Channelpedia

PubMed 22506990


Referenced in: none

Automatically associated channels: TRP , TRPC , TRPC1



Title: Homers regulate calcium entry and aggregation in human platelets: a role for Homers in the association between STIM1 and Orai1.

Authors: Isaac Jardin, Letizia Albarrán, Nuria Bermejo, Ginés M Salido, Juan A Rosado

Journal, date & volume: Biochem. J., 2012 Jul 1 , 445, 29-38

PubMed link: http://www.ncbi.nlm.nih.gov/pubmed/22506990


Abstract
Homer is a family of cytoplasmic adaptor proteins that play different roles in cell function, including the regulation of G-protein-coupled receptors.

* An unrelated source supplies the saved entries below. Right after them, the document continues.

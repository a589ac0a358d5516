//! Configuration management
//!
//! This module handles loading, saving, and migrating the ocli configuration file.
//! The configuration file is stored in TOML format at ~/.config/ocli/config.toml.
//!
//! PROTECTED FILE: Changes to schema_version require migration support.

use std::path::PathBuf;

use serde::{Deserialize, Serialize};

use crate::error::{Error, Result};
use crate::transfer::{DEFAULT_CHUNK_SIZE, check_chunk_size};

/// Current configuration schema version
///
/// IMPORTANT: Bumping this version requires:
/// 1. Adding a migration step in `ConfigManager::migrate`
/// 2. Updating migration tests
/// 3. Marking the change as BREAKING
pub const SCHEMA_VERSION: u32 = 1;

/// Environment variable overriding the configuration file location
pub const CONFIG_ENV: &str = "OCLI_CONFIG";

/// Default request time-to-live in hops
pub const DEFAULT_TTL: u32 = 2;

/// Default output format
const DEFAULT_OUTPUT: &str = "human";

/// Default color setting
const DEFAULT_COLOR: &str = "auto";

/// Main configuration structure
#[derive(Debug, Clone, PartialEq, Serialize, Deserialize)]
pub struct Config {
    /// Schema version for migration support
    pub schema_version: u32,

    /// Storage node address (`host:port`)
    #[serde(default, skip_serializing_if = "Option::is_none")]
    pub host: Option<String>,

    /// Private key, hex encoded or a path to a key file
    #[serde(default, skip_serializing_if = "Option::is_none")]
    pub key: Option<String>,

    /// Request time-to-live
    #[serde(default = "default_ttl")]
    pub ttl: u32,

    /// Transfer tuning
    #[serde(default)]
    pub transfer: TransferSettings,

    /// Default settings
    #[serde(default)]
    pub defaults: Defaults,
}

/// Chunking, timeouts and shutdown behaviour
#[derive(Debug, Clone, PartialEq, Eq, Serialize, Deserialize)]
pub struct TransferSettings {
    /// Upload chunk size in bytes
    #[serde(default = "default_chunk_size")]
    pub chunk_size: usize,

    /// Connection timeout in milliseconds
    #[serde(default = "default_connect_timeout")]
    pub connect_timeout_ms: u64,

    /// Time allowed for in-flight work to stop after an interrupt
    #[serde(default = "default_shutdown_grace")]
    pub shutdown_grace_ms: u64,
}

/// Default settings for CLI behavior
#[derive(Debug, Clone, PartialEq, Eq, Serialize, Deserialize)]
pub struct Defaults {
    /// Output format: "human" or "json"
    #[serde(default = "default_output")]
    pub output: String,

    /// Color mode: "auto", "always", or "never"
    #[serde(default = "default_color")]
    pub color: String,

    /// Show progress bars
    #[serde(default = "default_true")]
    pub progress: bool,
}

fn default_ttl() -> u32 {
    DEFAULT_TTL
}

fn default_chunk_size() -> usize {
    DEFAULT_CHUNK_SIZE
}

fn default_connect_timeout() -> u64 {
    5000
}

fn default_shutdown_grace() -> u64 {
    5000
}

fn default_output() -> String {
    DEFAULT_OUTPUT.to_string()
}

fn default_color() -> String {
    DEFAULT_COLOR.to_string()
}

fn default_true() -> bool {
    true
}

impl Default for TransferSettings {
    fn default() -> Self {
        Self {
            chunk_size: default_chunk_size(),
            connect_timeout_ms: default_connect_timeout(),
            shutdown_grace_ms: default_shutdown_grace(),
        }
    }
}

impl Default for Defaults {
    fn default() -> Self {
        Self {
            output: default_output(),
            color: default_color(),
            progress: true,
        }
    }
}

impl Default for Config {
    fn default() -> Self {
        Self {
            schema_version: SCHEMA_VERSION,
            host: None,
            key: None,
            ttl: DEFAULT_TTL,
            transfer: TransferSettings::default(),
            defaults: Defaults::default(),
        }
    }
}

/// Configuration manager handles loading and saving config
#[derive(Debug, Clone)]
pub struct ConfigManager {
    config_path: PathBuf,
}

impl ConfigManager {
    /// Create a new ConfigManager with the default config path
    pub fn new() -> Result<Self> {
        let config_dir = dirs::config_dir()
            .ok_or_else(|| Error::Config("Could not determine config directory".into()))?;
        let config_path = config_dir.join("ocli").join("config.toml");
        Ok(Self { config_path })
    }

    /// Create a ConfigManager with a custom path (useful for testing)
    pub fn with_path(path: PathBuf) -> Self {
        Self { config_path: path }
    }

    /// Use `path` when given, the default location otherwise
    pub fn from_option(path: Option<PathBuf>) -> Result<Self> {
        match path {
            Some(path) => Ok(Self::with_path(path)),
            None => Self::new(),
        }
    }

    /// Get the configuration file path
    pub fn config_path(&self) -> &PathBuf {
        &self.config_path
    }

    /// Load configuration from disk
    ///
    /// If the configuration file doesn't exist, returns a default configuration.
    /// If the schema version doesn't match, attempts migration.
    pub fn load(&self) -> Result<Config> {
        if !self.config_path.exists() {
            return Ok(Config::default());
        }

        let content = std::fs::read_to_string(&self.config_path)?;
        let mut config: Config = toml::from_str(&content)?;

        if config.schema_version < SCHEMA_VERSION {
            config = self.migrate(config)?;
        } else if config.schema_version > SCHEMA_VERSION {
            return Err(Error::Config(format!(
                "Configuration file version {} is newer than supported version {}. Please upgrade ocli.",
                config.schema_version, SCHEMA_VERSION
            )));
        }

        check_chunk_size(config.transfer.chunk_size)
            .map_err(|e| Error::Config(format!("transfer.chunk_size: {e}")))?;

        Ok(config)
    }

    /// Save configuration to disk
    ///
    /// Creates parent directories if they don't exist.
    /// Sets file permissions to 600 (owner read/write only).
    pub fn save(&self, config: &Config) -> Result<()> {
        if let Some(parent) = self.config_path.parent() {
            std::fs::create_dir_all(parent)?;
        }

        let content = toml::to_string_pretty(config)?;
        std::fs::write(&self.config_path, content)?;

        // The file may hold a private key
        #[cfg(unix)]
        {
            use std::os::unix::fs::PermissionsExt;
            let permissions = std::fs::Permissions::from_mode(0o600);
            std::fs::set_permissions(&self.config_path, permissions)?;
        }

        tracing::debug!(path = %self.config_path.display(), "Configuration saved");
        Ok(())
    }

    /// Migrate configuration from older schema version
    fn migrate(&self, mut config: Config) -> Result<Config> {
        // Version 0 files predate the transfer section; serde defaults fill it.
        tracing::debug!(from = config.schema_version, to = SCHEMA_VERSION, "Migrating configuration");
        config.schema_version = SCHEMA_VERSION;
        Ok(config)
    }
}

These proteins contain an Ena (Enabled)/VASP (vasodilator-stimulated phosphoprotein) homology 1 domain that binds to the PPXXF sequence motif, which is present in different Ca²⁺-handling proteins such as IP3 (inositol 1,4,5-trisphosphate) receptors and TRPC (transient receptor potential canonical) channels. In the present study we show evidence for a role of Homer proteins in the STIM1 (stromal interaction molecule 1)-Orai1 association, as well as in the TRPC1-IP3RII (type II IP3 receptor) interaction, which might be of relevance in platelet function. Treatment of human platelets with thapsigargin or thrombin results in a Ca²⁺-independent association of Homer1 with TRPC1 and IP3RII. In addition, thapsigargin and thrombin enhanced the association of Homer1 with STIM1 and Orai1 in a Ca²⁺-dependent manner. Interference with Homer function by introduction of the synthetic PPKKFR peptide into cells, which emulates the proline-rich sequences of the PPXXF motif, reduced STIM1-Orai1 and TRPC1- IP3RII associations, as compared with the introduction of the inactive PPKKRR peptide. The PPKKFR peptide attenuates thrombin-evoked Ca²⁺ entry and the maintenance of thapsigargin-induced store-operated Ca²⁺ entry. Finally, the PPKKFR peptide attenuated thrombin-induced platelet aggregation. The findings of the present study support an important role for Homer proteins in thrombin-stimulated platelet function, which is likely to be mediated by the support of agonist-induced Ca²⁺ entry.